New Delhi: Pharmaceuticals, manufacturing and telecom sectors are witnessing the highest increase of up to 11% in salaries for FY 2009-10, while IT and financial services got the least hikes.
With the economic downturn impacting the earnings of companies, they were restructuring their salary structures and focusing more on performance and also cutting down on the increments for the current fiscal, experts said.
As per a mid-year survey on ‘Performance & Reward Trends´ by Hewitt Associates, pharma sector saw the highest salary hike of 11.1% for FY 2009-10, followed by manufacturing (10.8%), telecom (9.5%) and FMCG (9.3%).
However, retail sector has been impacted by the downturn and the salary hikes for the current fiscal might not be as expected by the industry, Thiruvengadam said.
“Firms have been found to implement metrics to determine return on investment on human resources. Investment in proprietary knowledge and technological upgrade is continuing, albeit slower than during boom times.
“Smart firms have turned inward, consolidating operations, rationalising requirements and optimising resources to ride the slowdown,” Deloitte senior director (Management Consultancy Services) P Thiruvengadam told the agency.
“In the wake of the economic downturn and the current situation that the Indian economy is witnessing the IT, ITeS sectors will be impacted,” Thiruvengadam added.
The Hewitt survey revealed companies across industries were strongly differentiating rewards on basis of performance but majority of them were not considering any layoffs or severe salary cuts in the current fiscal.
The sectors to witness least increase in pay packages for the current fiscal are IT (2.8%), ITeS (4.4%) and financial services space (5.2%), the survey stated.
“In IT & ITeS sector, overall salary increases have been kept under control and most companies have reported a stable or marginally reduced pay cost structure in relation to total costs. It reflects the response of a growth economy managing a short to medium term slowdown, while keeping an eye on long term growth,” Thiruvengadam added.
Interestingly, layoffs have been generally more prevalent in sectors which hired numbers in the last few years like in the IT, ITeS, and retail sector recently, he added.

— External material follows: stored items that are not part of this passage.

impl BuddyAllocator<'_> {
    /// The lowest possible zone level (the zone level of `BASIC_PAGE_SIZE`)
    const MIN_ZONE_LEVEL: usize = BASIC_PAGE_SIZE.ilog2() as usize;

    pub(super) const fn uninit() -> Self {
        Self {
            zones: &mut [],
            freelist: StackList::new(),
        }
    }

    /// Tries to find a zone bucket that satisfies the passed `alignment` page alignment, starting
    /// from the `min_zone_index` zone index.
    ///
    /// Returns the physical address of the found zone bucket
    /// and the index of the zone
    fn find_bucket(
        &mut self,
        alignment: usize,
        start_index: usize,
    ) -> Result<(PhysAddr, usize), PmmError> {
        for i in start_index..self.zones.len() {
            // Try finding a node that satisfies the page wise alignment
            if let Some(node) = self.zones[i]
                .iter_node()
                .enumerate()
                .find(|&node| node.1.data.0 % (BASIC_PAGE_SIZE * alignment) == 0)
            {
                // Save the nodes address so we can return it
                let ret = node.1.data;
                self.pop_from_zone(i, node.0);

                return Ok((ret, i));
            }
        }

        Err(PmmError::NoAvailableBlock)
    }

    /// Tries to find a zone bucket that contains the passed `addr`, starting from the
    /// `min_zone_index`
    ///
    /// Returns the index of the zone where the bucket was found
    fn find_bucket_at(&mut self, addr: PhysAddr, start_index: usize) -> Result<(PhysAddr, usize), PmmError> {
        // Try finding a node that contains the passed `addr`
        for i in start_index..self.zones.len() {
            let bucket_size = 2_usize.pow(i as u32) * BASIC_PAGE_SIZE;
            if let Some(node) = self.zones[i]
                .iter_node()
                .enumerate()
                .find(|&node| node.1.data <= addr && addr < PhysAddr(node.1.data.0 + bucket_size))
            {
                // Save the nodes address so we can return it
                let ret = node.1.data;
                self.pop_from_zone(i, node.0);

                return Ok((ret, i));
            }
        }

        Err(PmmError::NoAvailableBlock)
    }

    /// Splits the passed `addr` into the freelist, starting from the `bucket_index` and going
    /// down (i.e. The opposite of coalescing)
    fn disband(&mut self, mut addr: PhysAddr, start_index: usize, used_index: usize) {
        // For each zone under the used index, we push a new node
        for i in start_index..used_index {
            let buddy_addr = Self::get_buddy_addr(addr, i);
            self.push_to_zone(buddy_addr, i);
            addr = Self::determine_next_bucket_addr(addr, buddy_addr);
        }
    }

    /// Coalesces the passed `addr` into the freelist, starting from the `min_zone_index` and going
    /// up
    fn coalesce(&mut self, mut addr: PhysAddr, start_index: usize) {
        for i in start_index..self.zones.len() {
            let buddy_addr = Self::get_buddy_addr(addr, i);
            if let Some(buddy_node) = self.zones[i].iter_node().enumerate().find(|&node| node.1.data == buddy_addr) {
                // If the buddy is here, then we can coalesce. Logically this means combining the
                // two to a node in the next zone level.
                // What we do is just remove the buddy from the zone, and then after we finished
                // coalescing with each level, we just push a node to the final level
                self.pop_from_zone(i, buddy_node.0);
                addr = Self::determine_next_bucket_addr(addr, buddy_addr);
            } else {
                // If the buddy isn't here then we can't coalesce anymore, so we're done popping
                // nodes and we can push the node
                self.push_to_zone(addr, i);
                return;
            }
        }

        unreachable!();
    }

    /// Returns the buddy address of the passed `addr` in the passed `zone_index`
    ///
    /// NOTE: This method assumes that the passed `addr` belongs to the passed `zone_index`. An
    /// invalid buddy address will be returned if this is not the case.
    #[inline]
    fn get_buddy_addr(addr: PhysAddr, zone_index: usize) -> PhysAddr {
        let bucket_size = 2_usize.pow((zone_index + Self::MIN_ZONE_LEVEL) as u32);
        assert!(addr.0 % bucket_size == 0);

        if addr.0 % (bucket_size * 2) == 0 {
            PhysAddr(addr.0 + bucket_size)
        } else {
            PhysAddr(addr.0 - bucket_size)
        }
    }

    /// Returns the address of the next zone bucket, given the passed `addr` and `buddy_addr`
    ///
    /// NOTE: This method assumes that the passed `addr` and `buddy_addr` are buddies. An invalid
    /// address will be returned if this is not the case.
    #[inline]
    fn determine_next_bucket_addr(addr: PhysAddr, buddy_addr: PhysAddr) -> PhysAddr {
        min(addr, buddy_addr)
    }

    /// Pops a node from the freelist and pushes it to the zone at the passed `zone_index` and
    /// `buddy_index`
    #[inline]
    fn pop_from_zone(&mut self, zone_index: usize, node_index: usize) {
        let node = Box::into_non_null(self.zones[zone_index].remove_at(node_index).unwrap());

        unsafe { self.freelist.push_node(node) };
    }

    /// Pushes the passed `buddy_addr` to the zone at the passed `zone_index`
    fn push_to_zone(&mut self, buddy_addr: PhysAddr, zone_index: usize) {
        // Move the node from the freelist to `zones[zone_index]`
        let mut buddy = self.freelist.pop_node().unwrap();
        buddy.data = buddy_addr;
        unsafe {
            self.zones[zone_index].push_node(Box::into_non_null(buddy));
        };
    }

    fn break_into_buckets_n_free(&mut self, addr: PhysAddr, mut total_page_count: usize) {
        let mut addr_id = addr.0 / BASIC_PAGE_SIZE;
        'outer:
        loop {
            if total_page_count == 0 {
                break;
            }

            for i in (0..self.zones.len()).rev() {
                let page_count = 2_usize.pow(i as u32);
                if addr_id % page_count == 0 && total_page_count >= page_count {
                    unsafe {
                        self.free(PhysAddr(addr_id * BASIC_PAGE_SIZE), page_count).unwrap();
                    };
                    total_page_count -= page_count;
                    addr_id += page_count;
                    continue 'outer;
                }
            }

            unreachable!();
        }
    }

    /// Creates a new instance of the BuddyAllocator
    /// TODO: Use the leftover memory as well
    #[cfg(feature = "limine")]
    pub fn new_from_limine<'a>(
        mem_map: &'a [&'a limine::memory_map::Entry],
    ) -> (Self, &'a limine::memory_map::Entry, usize) {
        let zones_count = {
            let total_page_count = get_page_count_from_mem_map(mem_map);

            total_page_count.ilog2() as usize + 1
        };

        let total_buffer_size = {
            let zones_size = zones_count * size_of::<StackList<PhysAddr>>();
            let align_to_add = zones_size % align_of::<Node<PhysAddr>>();

            zones_size + align_to_add + FREELIST_BUCKETS_SIZE
        };

        // Find a matching entry in Limine's memory map
        let entry = *mem_map.iter().find(|&&entry| matches!(entry.entry_type, EntryType::USABLE if entry.length as usize >= total_buffer_size)).unwrap();

        // Create a pointer to it
        let zones_ptr =
            PhysAddr(entry.base as usize).add_hhdm_offset().0 as *mut StackList<PhysAddr>;

        let ret = Self {
            zones: Self::create_zones(zones_ptr, zones_count),
            freelist: Self::create_freelist(zones_ptr, zones_count),
        };

        // Mark the memory we used as taken
        (ret, entry, total_buffer_size.div_ceil(BASIC_PAGE_SIZE))
    }

    fn create_zones<'a>(zones_ptr: *mut StackList<PhysAddr>, zones_count: usize) -> &'a mut [StackList<PhysAddr>] {
        let zones = unsafe { from_raw_parts_mut(zones_ptr, zones_count) };

        for i in 0..zones_count {
            zones[i] = StackList::new();
        }

        zones
    }

    fn create_freelist(zones_ptr: *mut StackList<PhysAddr>, max_zone_level: usize) -> StackList<PhysAddr> {
        let mut freelist = StackList::new();
        // Push the pointer all the way to the end of the zones array, since this is the start
        // of the buffer for the freelist nodes
        let ptr = unsafe { zones_ptr.add(max_zone_level) };

        // Make sure the pointer is aligned to the size of `Node<PhysAddr>`
        let align_offset = ptr.align_offset(align_of::<Node<PhysAddr>>());
        let ptr = unsafe { ptr.byte_add(align_offset).cast::<Node<PhysAddr>>() };

        // Push the nodes to the freelist
        let buckets_count = FREELIST_BUCKETS_SIZE / size_of::<Node<PhysAddr>>();
        for i in 0..buckets_count {
            unsafe {
                freelist.push_node(NonNull::new(ptr.add(i)).unwrap());
            }
        }

        freelist
    }
}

The Deloitte survey ‘Engaging employees in recessionary times´ found that there was an overall decrease in attrition rates. Around 23% of firms surveyed reported attrition figures of less than 5% and 44% of companies reported figures between 5 and 10%.
“During these unprecedented times when firms across the world considered options such as mass layoffs and salary cuts, India Industry also considered same measures but with maturity,” Hewitt’s Performance and Rewards Consulting practice leader in India Sandeep Chaudhary said.